[WHAT YOU HAVE TO DO]: Copy the records below exactly.

== THE INPUT ==

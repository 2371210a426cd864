// crates/arbiter-core/src/core/mod.rs
// ============================================================================
// Module: Arbiter Core Types
// Description: Canonical Arbiter data model: items, judgments, blocks, rules.
// Purpose: Provide stable, serializable types for every derived API surface.
// Dependencies: serde, serde_jcs, sha2
// ============================================================================

//! ## Overview
//! Arbiter core types define the item input shape, the judgment record, the
//! proof-of-judgment block, feedback, triggers, digests, and learning state.
//! These types are the canonical source of truth for any derived API
//! surfaces (HTTP tools, SSE payloads, or stores).

// ============================================================================
// SECTION: Submodules
// ============================================================================

pub mod block;
pub mod digest;
pub mod events;
pub mod feedback;
pub mod hashing;
pub mod identifiers;
pub mod item;
pub mod judgment;
pub mod learning;
pub mod merkle;
pub mod rubric;
pub mod time;
pub mod trigger;

// ============================================================================
// SECTION: Re-Exports
// ============================================================================

pub use block::Block;
pub use block::block_hash;
pub use digest::Digest;
pub use digest::DigestStats;
pub use digest::DigestType;
pub use digest::NewDigest;
pub use events::BusEvent;
pub use events::Topic;
pub use feedback::Feedback;
pub use feedback::FeedbackOutcome;
pub use feedback::NewFeedback;
pub use hashing::DEFAULT_HASH_ALGORITHM;
pub use hashing::HashAlgorithm;
pub use hashing::HashDigest;
pub use hashing::ZERO_HASH;
pub use identifiers::DigestId;
pub use identifiers::FeedbackId;
pub use identifiers::JudgmentId;
pub use identifiers::SessionId;
pub use identifiers::TriggerId;
pub use identifiers::UserId;
pub use item::Item;
pub use item::ItemType;
pub use judgment::Judgment;
pub use judgment::JudgmentDraft;
pub use judgment::Verdict;
pub use judgment::Weakness;
pub use learning::Bias;
pub use learning::LearningState;
pub use learning::VerdictOutcomes;
pub use merkle::merkle_root;
pub use rubric::Axiom;
pub use rubric::Dimension;
pub use time::TimestampMs;
pub use time::now_millis;
pub use trigger::Trigger;
pub use trigger::TriggerAction;
pub use trigger::TriggerCondition;
pub use trigger::TriggerType;
// crates/arbiter-core/src/core/feedback.rs
// ============================================================================
// Module: Arbiter Feedback Model
// Description: Post-hoc assessments of judgment correctness.
// Purpose: Define the append-only feedback record consumed by the learning loop.
// Dependencies: serde, crate::core::{identifiers, time}
// ============================================================================

//! ## Overview
//! Feedback records tie a human or downstream assessment to an existing
//! judgment. They are append-only and drive the learning loop's calibration.

// ============================================================================
// SECTION: Imports
// ============================================================================

use std::fmt;

use serde::Deserialize;
use serde::Serialize;

use crate::core::identifiers::FeedbackId;
use crate::core::identifiers::JudgmentId;
use crate::core::identifiers::SessionId;
use crate::core::identifiers::UserId;
use crate::core::time::TimestampMs;

// ============================================================================
// SECTION: Outcome
// ============================================================================

/// Assessment of a judgment's correctness.
#[derive(Debug, Clone, Copy, PartialEq, Eq, Serialize, Deserialize)]
#[serde(rename_all = "snake_case")]
pub enum FeedbackOutcome {
    /// The judgment was right.
    Correct,
    /// The judgment was wrong.
    Incorrect,
    /// The judgment was partially right.
    Partial,
}

impl FeedbackOutcome {
    /// Returns the stable label for the outcome.
    #[must_use]
    pub const fn as_str(self) -> &'static str {
        match self {
            Self::Correct => "correct",
            Self::Incorrect => "incorrect",
            Self::Partial => "partial",
        }
    }
}

impl fmt::Display for FeedbackOutcome {
    fn fmt(&self, f: &mut fmt::Formatter<'_>) -> fmt::Result {
        f.write_str(self.as_str())
    }
}

// ============================================================================
// SECTION: Feedback
// ============================================================================

/// Feedback submission before persistence assigns identity.
#[derive(Debug, Clone, PartialEq, Eq, Serialize, Deserialize)]
pub struct NewFeedback {
    /// Judgment the feedback refers to.
    pub judgment_id: JudgmentId,
    /// Assessment outcome.
    pub outcome: FeedbackOutcome,
    /// Optional free-text reason.
    pub reason: Option<String>,
    /// Optional observed composite score in 0..=100.
    pub actual_score: Option<u8>,
    /// Optional user isolation key.
    pub user_id: Option<UserId>,
    /// Optional session isolation key.
    pub session_id: Option<SessionId>,
}

/// Durable, append-only feedback record.
///
/// # Invariants
/// - `judgment_id` refers to an existing judgment at creation time.
#[derive(Debug, Clone, PartialEq, Eq, Serialize, Deserialize)]
pub struct Feedback {
    /// Stable identifier minted by the persistence layer.
    pub id: FeedbackId,
    /// Judgment the feedback refers to.
    pub judgment_id: JudgmentId,
    /// Assessment outcome.
    pub outcome: FeedbackOutcome,
    /// Optional free-text reason.
    pub reason: Option<String>,
    /// Optional observed composite score in 0..=100.
    pub actual_score: Option<u8>,
    /// Optional user isolation key.
    pub user_id: Option<UserId>,
    /// Optional session isolation key.
    pub session_id: Option<SessionId>,
    /// Creation timestamp assigned by the persistence layer.
    pub created_at: TimestampMs,
}

impl Feedback {
    /// Builds a feedback record from a submission plus assigned identity.
    #[must_use]
    pub fn from_new(new: NewFeedback, id: FeedbackId, created_at: TimestampMs) -> Self {
        Self {
            id,
            judgment_id: new.judgment_id,
            outcome: new.outcome,
            reason: new.reason,
            actual_score: new.actual_score,
            user_id: new.user_id,
            session_id: new.session_id,
            created_at,
        }
    }
}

===

[OUTPUT OF THE TASK]:
repository 2371210a426cd864
// crates/arbiter-core/src/core/mod.rs
// ============================================================================
// Module: Arbiter Core Types
// Description: Canonical Arbiter data model: items, judgments, blocks, rules.
// Purpose: Provide stable, serializable types for every derived API surface.
// Dependencies: serde, serde_jcs, sha2
// ============================================================================

//! ## Overview
//! Arbiter core types define the item input shape, the judgment record, the
//! proof-of-judgment block, feedback, triggers, digests, and learning state.
//! These types are the canonical source of truth for any derived API
//! surfaces (HTTP tools, SSE payloads, or stores).

// ============================================================================
// SECTION: Submodules
// ============================================================================

pub mod block;
pub mod digest;
pub mod events;
pub mod feedback;
pub mod hashing;
pub mod identifiers;
pub mod item;
pub mod judgment;
pub mod learning;
pub mod merkle;
pub mod rubric;
pub mod time;
pub mod trigger;

// ============================================================================
// SECTION: Re-Exports
// ============================================================================

pub use block::Block;
pub use block::block_hash;
pub use digest::Digest;
pub use digest::DigestStats;
pub use digest::DigestType;
pub use digest::NewDigest;
pub use events::BusEvent;
pub use events::Topic;
pub use feedback::Feedback;
pub use feedback::FeedbackOutcome;
pub use feedback::NewFeedback;
pub use hashing::DEFAULT_HASH_ALGORITHM;
pub use hashing::HashAlgorithm;
pub use hashing::HashDigest;
pub use hashing::ZERO_HASH;
pub use identifiers::DigestId;
pub use identifiers::FeedbackId;
pub use identifiers::JudgmentId;
pub use identifiers::SessionId;
pub use identifiers::TriggerId;
pub use identifiers::UserId;
pub use item::Item;
pub use item::ItemType;
pub use judgment::Judgment;
pub use judgment::JudgmentDraft;
pub use judgment::Verdict;
pub use judgment::Weakness;
pub use learning::Bias;
pub use learning::LearningState;
pub use learning::VerdictOutcomes;
pub use merkle::merkle_root;
pub use rubric::Axiom;
pub use rubric::Dimension;
pub use time::TimestampMs;
pub use time::now_millis;
pub use trigger::Trigger;
pub use trigger::TriggerAction;
pub use trigger::TriggerCondition;
pub use trigger::TriggerType;
// crates/arbiter-core/src/core/feedback.rs
// ============================================================================
// Module: Arbiter Feedback Model
// Description: Post-hoc assessments of judgment correctness.
// Purpose: Define the append-only feedback record consumed by the learning loop.
// Dependencies: serde, crate::core::{identifiers, time}
// ============================================================================

//! ## Overview
//! Feedback records tie a human or downstream assessment to an existing
//! judgment. They are append-only and drive the learning loop's calibration.

// ============================================================================
// SECTION: Imports
// ============================================================================

use std::fmt;

use serde::Deserialize;
use serde::Serialize;

use crate::core::identifiers::FeedbackId;
use crate::core::identifiers::JudgmentId;
use crate::core::identifiers::SessionId;
use crate::core::identifiers::UserId;
use crate::core::time::TimestampMs;

// ============================================================================
// SECTION: Outcome
// ============================================================================

/// Assessment of a judgment's correctness.
#[derive(Debug, Clone, Copy, PartialEq, Eq, Serialize, Deserialize)]
#[serde(rename_all = "snake_case")]
pub enum FeedbackOutcome {
    /// The judgment was right.
    Correct,
    /// The judgment was wrong.
    Incorrect,
    /// The judgment was partially right.
    Partial,
}

impl FeedbackOutcome {
    /// Returns the stable label for the outcome.
    #[must_use]
    pub const fn as_str(self) -> &'static str {
        match self {
            Self::Correct => "correct",
            Self::Incorrect => "incorrect",
            Self::Partial => "partial",
        }
    }
}

impl fmt::Display for FeedbackOutcome {
    fn fmt(&self, f: &mut fmt::Formatter<'_>) -> fmt::Result {
        f.write_str(self.as_str())
    }
}

// ============================================================================
// SECTION: Feedback
// ============================================================================

/// Feedback submission before persistence assigns identity.
#[derive(Debug, Clone, PartialEq, Eq, Serialize, Deserialize)]
pub struct NewFeedback {
    /// Judgment the feedback refers to.
    pub judgment_id: JudgmentId,
    /// Assessment outcome.
    pub outcome: FeedbackOutcome,
    /// Optional free-text reason.
    pub reason: Option<String>,
    /// Optional observed composite score in 0..=100.
    pub actual_score: Option<u8>,
    /// Optional user isolation key.
    pub user_id: Option<UserId>,
    /// Optional session isolation key.
    pub session_id: Option<SessionId>,
}

/// Durable, append-only feedback record.
///
/// # Invariants
/// - `judgment_id` refers to an existing judgment at creation time.
#[derive(Debug, Clone, PartialEq, Eq, Serialize, Deserialize)]
pub struct Feedback {
    /// Stable identifier minted by the persistence layer.
    pub id: FeedbackId,
    /// Judgment the feedback refers to.
    pub judgment_id: JudgmentId,
    /// Assessment outcome.
    pub outcome: FeedbackOutcome,
    /// Optional free-text reason.
    pub reason: Option<String>,
    /// Optional observed composite score in 0..=100.
    pub actual_score: Option<u8>,
    /// Optional user isolation key.
    pub user_id: Option<UserId>,
    /// Optional session isolation key.
    pub session_id: Option<SessionId>,
    /// Creation timestamp assigned by the persistence layer.
    pub created_at: TimestampMs,
}

impl Feedback {
    /// Builds a feedback record from a submission plus assigned identity.
    #[must_use]
    pub fn from_new(new: NewFeedback, id: FeedbackId, created_at: TimestampMs) -> Self {
        Self {
            id,
            judgment_id: new.judgment_id,
            outcome: new.outcome,
            reason: new.reason,
            actual_score: new.actual_score,
            user_id: new.user_id,
            session_id: new.session_id,
            created_at,
        }
    }
}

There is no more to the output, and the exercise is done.